2. A more detail perspective about future investigation and clinical practice would be very fascinating.


3. It also would improve this review quite a lot if the authors could review more about lncRNAs and immunotherapy.


4. Line 55 to 76 should be one paragraph. It’s not necessary to describe a lot of sncRNA. The introduction is too tedious.


5. What’s the red box in lncRNA in Figure 1? No information of this red box is described.


6. I like the summary Figure 2. In Figure 2, the IFNγ-AS1 lncRNA was both showed in CD4+ and CD8+ T cells, but no description about it in CD8+ T cells. Any evidence showing lncRNAs in regulation of CD8+ T cell differentiation?


7. ncRNAs should also include circular RNAs, right?


8. Line 280 – 281, lncRNAs should not be tiny molecules, particularly some are quite large. Line 281, ‘some lncRNA’ should be ‘some lncRNAs’. The authors should carefully check the grammars throughout.
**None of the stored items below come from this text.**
impl World {
    pub fn new(chunk_size: Fp, delta_time: Fp) -> Self {
        Self {
            entities: EntityArena::new(),
            transforms: ComponentColumn::new(),
            characters: ComponentColumn::new(),
            collectables: ComponentColumn::new(),
            bots: ComponentColumn::new(),
            spawners: ComponentColumn::new(),
            chunks: CollectableChunks::new(chunk_size),
            circle: None,
            time: Fp::ZERO,
            tick: 0,
            delta_time,
        }
    }

    /// Advance the clock by one tick
    pub fn advance(&mut self) {
        self.tick += 1;
        self.time += self.delta_time;
    }

    pub fn spawn(&mut self, transform: Transform) -> EntityHandle {
        let handle = self.entities.create();
        self.transforms.insert(handle.index(), transform);
        handle
    }

    pub fn spawn_character(&mut self, position: Vec2, mut character: Character) -> EntityHandle {
        let handle = self.spawn(Transform::at(position));
        character.spawn_time = self.time;
        self.characters.insert(handle.index(), character);
        handle
    }

    pub fn spawn_collectable(&mut self, position: Vec2, kind: CollectableKind) -> EntityHandle {
        let handle = self.spawn(Transform::at(position));
        self.collectables.insert(handle.index(), Collectable::new(kind));
        self.chunks.insert(handle, position);
        handle
    }

    pub fn spawn_spawner(&mut self, position: Vec2, spawner: PlayerSpawner) -> EntityHandle {
        let handle = self.spawn(Transform::at(position));
        self.spawners.insert(handle.index(), spawner);
        handle
    }

    /// Destroy an entity and every component attached to it
    ///
    /// A removed bot releases its pickup reservation; its invalid-target memo
    /// is dropped with the state.
    pub fn despawn(&mut self, handle: EntityHandle) -> bool {
        if !self.entities.contains(handle) {
            return false;
        }
        let index = handle.index();
        if let Some(bot) = self.bots.remove(index) {
            self.release_claim(handle, bot.move_target);
        }
        if self.collectables.remove(index).is_some() {
            self.chunks.remove(handle);
        }
        self.transforms.remove(index);
        self.characters.remove(index);
        self.spawners.remove(index);
        self.entities.destroy(handle)
    }

    #[inline]
    pub fn exists(&self, handle: EntityHandle) -> bool {
        self.entities.contains(handle)
    }

    pub fn transform(&self, handle: EntityHandle) -> Option<&Transform> {
        if self.exists(handle) { self.transforms.get(handle.index()) } else { None }
    }

    pub fn transform_mut(&mut self, handle: EntityHandle) -> Option<&mut Transform> {
        if self.exists(handle) { self.transforms.get_mut(handle.index()) } else { None }
    }

    pub fn position(&self, handle: EntityHandle) -> Option<Vec2> {
        self.transform(handle).map(|t| t.position)
    }

    pub fn character(&self, handle: EntityHandle) -> Option<&Character> {
        if self.exists(handle) { self.characters.get(handle.index()) } else { None }
    }

    pub fn character_mut(&mut self, handle: EntityHandle) -> Option<&mut Character> {
        if self.exists(handle) { self.characters.get_mut(handle.index()) } else { None }
    }

    pub fn collectable(&self, handle: EntityHandle) -> Option<&Collectable> {
        if self.exists(handle) { self.collectables.get(handle.index()) } else { None }
    }

    pub fn collectable_mut(&mut self, handle: EntityHandle) -> Option<&mut Collectable> {
        if self.exists(handle) { self.collectables.get_mut(handle.index()) } else { None }
    }

    pub fn bot(&self, handle: EntityHandle) -> Option<&BotState> {
        if self.exists(handle) { self.bots.get(handle.index()) } else { None }
    }

    pub fn bot_mut(&mut self, handle: EntityHandle) -> Option<&mut BotState> {
        if self.exists(handle) { self.bots.get_mut(handle.index()) } else { None }
    }

    /// Exists and has a living character
    pub fn is_alive(&self, handle: EntityHandle) -> bool {
        self.character(handle).is_some_and(|c| c.alive)
    }

    pub fn team_of(&self, handle: EntityHandle) -> Option<i32> {
        self.character(handle).map(|c| c.team)
    }

    /// Characters in ascending slot order
    pub fn characters_iter(&self) -> impl Iterator<Item = (EntityHandle, &Character)> {
        self.characters
            .iter()
            .filter_map(|(index, c)| self.entities.handle_at(index).map(|h| (h, c)))
    }

    /// Other members of `team`, in ascending slot order
    pub fn team_members(&self, team: i32, except: EntityHandle) -> SmallVec<[EntityHandle; 4]> {
        self.characters_iter()
            .filter(|(h, c)| c.team == team && *h != except)
            .map(|(h, _)| h)
            .collect()
    }

    /// Reserve a pickup for `bot`
    pub fn claim(&mut self, bot: EntityHandle, item: EntityHandle) {
        if let Some(collectable) = self.collectable_mut(item) {
            collectable.reserved_by = Some(bot);
        }
    }

    /// Drop `bot`'s reservation on its current move target, if any
    pub fn release_claim(&mut self, bot: EntityHandle, target: Option<MoveTarget>) {
        let Some(MoveTarget::Entity(item)) = target else {
            return;
        };
        if let Some(collectable) = self.collectable_mut(item) {
            if collectable.reserved_by == Some(bot) {
                collectable.reserved_by = None;
            }
        }
    }

    /// Activate a special ability slot, aimed at `aim`
    ///
    /// Returns false if the slot is empty, out of charges or cooling down.
    pub fn activate_special(&mut self, entity: EntityHandle, slot: usize, aim: Vec2) -> bool {
        let now = self.time;
        let Some(character) = self.character_mut(entity) else {
            return false;
        };
        let Some(special) = character.specials.get_mut(slot) else {
            return false;
        };
        let kind = special.kind;
        if !special.try_activate(now) {
            return false;
        }
        let team = character.team;

        if kind.is_self_buff() {
            character.shield = (character.shield + SPECIAL_SHIELD_AMOUNT).min(character.max_shield);
            return true;
        }

        let radius_sq = SPECIAL_BLAST_RADIUS * SPECIAL_BLAST_RADIUS;
        let factor = character.damage_done_factor(now);
        let victims: SmallVec<[(EntityHandle, Fp); 4]> = self
            .characters_iter()
            .filter(|(handle, c)| {
                c.alive
                    && c.attackable
                    && c.team != team
                    && self.position(*handle).is_some_and(|p| p.distance_sq_to(aim) <= radius_sq)
            })
            .map(|(handle, c)| (handle, SPECIAL_BLAST_DAMAGE * factor * c.damage_taken_factor(now)))
            .collect();

        for (victim, damage) in victims {
            self.apply_damage(victim, Some(entity), damage);
        }
        true
    }

    /// True if another live bot still holds this pickup as its move target
    pub fn is_reserved_by_other(&self, item: EntityHandle, bot: EntityHandle) -> bool {
        let Some(owner) = self.collectable(item).and_then(|c| c.reserved_by) else {
            return false;
        };
        owner != bot
            && self.is_alive(owner)
            && self.bot(owner).is_some_and(|b| b.move_target == Some(MoveTarget::Entity(item)))
    }

    /// True if a teammate of `handle` is still on its feet
    pub fn has_standing_teammate(&self, handle: EntityHandle) -> bool {
        let Some(team) = self.team_of(handle) else {
            return false;
        };
        self.team_members(team, handle)
            .iter()
            .any(|mate| self.character(*mate).is_some_and(Character::is_standing))
    }

    fn can_be_knocked_out(&self, handle: EntityHandle) -> bool {
        self.character(handle)
            .is_some_and(|c| c.is_standing() && c.times_knocked_out < MAX_KNOCKOUTS)
            && self.has_standing_teammate(handle)
    }

    /// Hit a character; knocked-out victims take reduced damage
    pub fn apply_damage(&mut self, victim: EntityHandle, attacker: Option<EntityHandle>, amount: Fp) -> DamageOutcome {
        let knocked = self.character(victim).is_some_and(Character::is_knocked_out);
        let amount = if knocked { amount * KNOCKED_OUT_DAMAGE_FACTOR } else { amount };
        self.deal_damage(victim, attacker, amount)
    }

    /// Hit a character at full strength
    ///
    /// A lethal hit knocks the victim out while a teammate still stands and
    /// knock-outs remain; otherwise it eliminates. Kills go to whoever
    /// knocked the victim out, if anyone did.
    pub(crate) fn deal_damage(&mut self, victim: EntityHandle, attacker: Option<EntityHandle>, amount: Fp) -> DamageOutcome {
        let now = self.time;
        let can_knock_out = self.can_be_knocked_out(victim);
        let Some(character) = self.character_mut(victim) else {
            return DamageOutcome::Ignored;
        };
        if !character.alive || amount <= Fp::ZERO {
            return DamageOutcome::Ignored;
        }
        if !character.absorb_damage(amount) {
            return DamageOutcome::Hurt;
        }
        if can_knock_out {
            character.knock_out(now, attacker);
            self.stop_reviving_by(victim);
            self.on_eliminated_or_downed(victim);
            return DamageOutcome::KnockedOut;
        }

        let killer = character.knocked_out.as_ref().and_then(|k| k.by).or(attacker);
        character.eliminate(now);
        self.credit_kill(killer, victim);
        self.on_eliminated_or_downed(victim);
        self.finish_stranded_knocked_out();
        DamageOutcome::Eliminated
    }

    fn credit_kill(&mut self, killer: Option<EntityHandle>, victim: EntityHandle) {
        if let Some(character) = killer.filter(|k| *k != victim).and_then(|k| self.character_mut(k)) {
            character.kills += 1;
        }
    }

    /// Knocked-out characters with no standing teammate left are eliminated
    fn finish_stranded_knocked_out(&mut self) {
        let stranded: SmallVec<[EntityHandle; 4]> = self
            .characters_iter()
            .filter(|(_, c)| c.alive && c.is_knocked_out())
            .map(|(h, _)| h)
            .filter(|h| !self.has_standing_teammate(*h))
            .collect();
        let now = self.time;
        for handle in stranded {
            let Some(character) = self.character_mut(handle) else {
                continue;
            };
            let killer = character.knocked_out.as_ref().and_then(|k| k.by);
            character.eliminate(now);
            self.credit_kill(killer, handle);
            self.on_eliminated_or_downed(handle);
        }
    }

    /// A downed character stops reviving anyone it was helping
    fn stop_reviving_by(&mut self, reviver: EntityHandle) {
        let now = self.time;
        for (_, character) in self.characters.iter_mut() {
            if let Some(knocked) = character.knocked_out.as_mut() {
                knocked.remove_reviver(reviver, now);
            }
        }
    }

    /// A bot that goes down drops its attack target and pickup claim
    fn on_eliminated_or_downed(&mut self, handle: EntityHandle) {
        let Some(state) = self.bot_mut(handle) else {
            return;
        };
        let previous = state.move_target.take();
        state.target = None;
        state.movement_type = MovementType::None;
        state.stuck_detection_position = None;
        self.release_claim(handle, previous);
    }
}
There are some grammar issues. The authors should carefully check the grammars throughout.

Author Response

Please see the attachment.

Author Response File: Author Response.pdf

Round 2

Reviewer 2 Report

The authors addressed my concerns except multiple myeloma should not be considered as a NHL or B-cell lymphoma. Line 509-528 should be deleted. Same, the summary figure should be revised. 

Author Response

Thanks for your exact point of view. Multiple myeloma is a plasma cell neoplasms subgroup; we removed this section and edited Figure 3.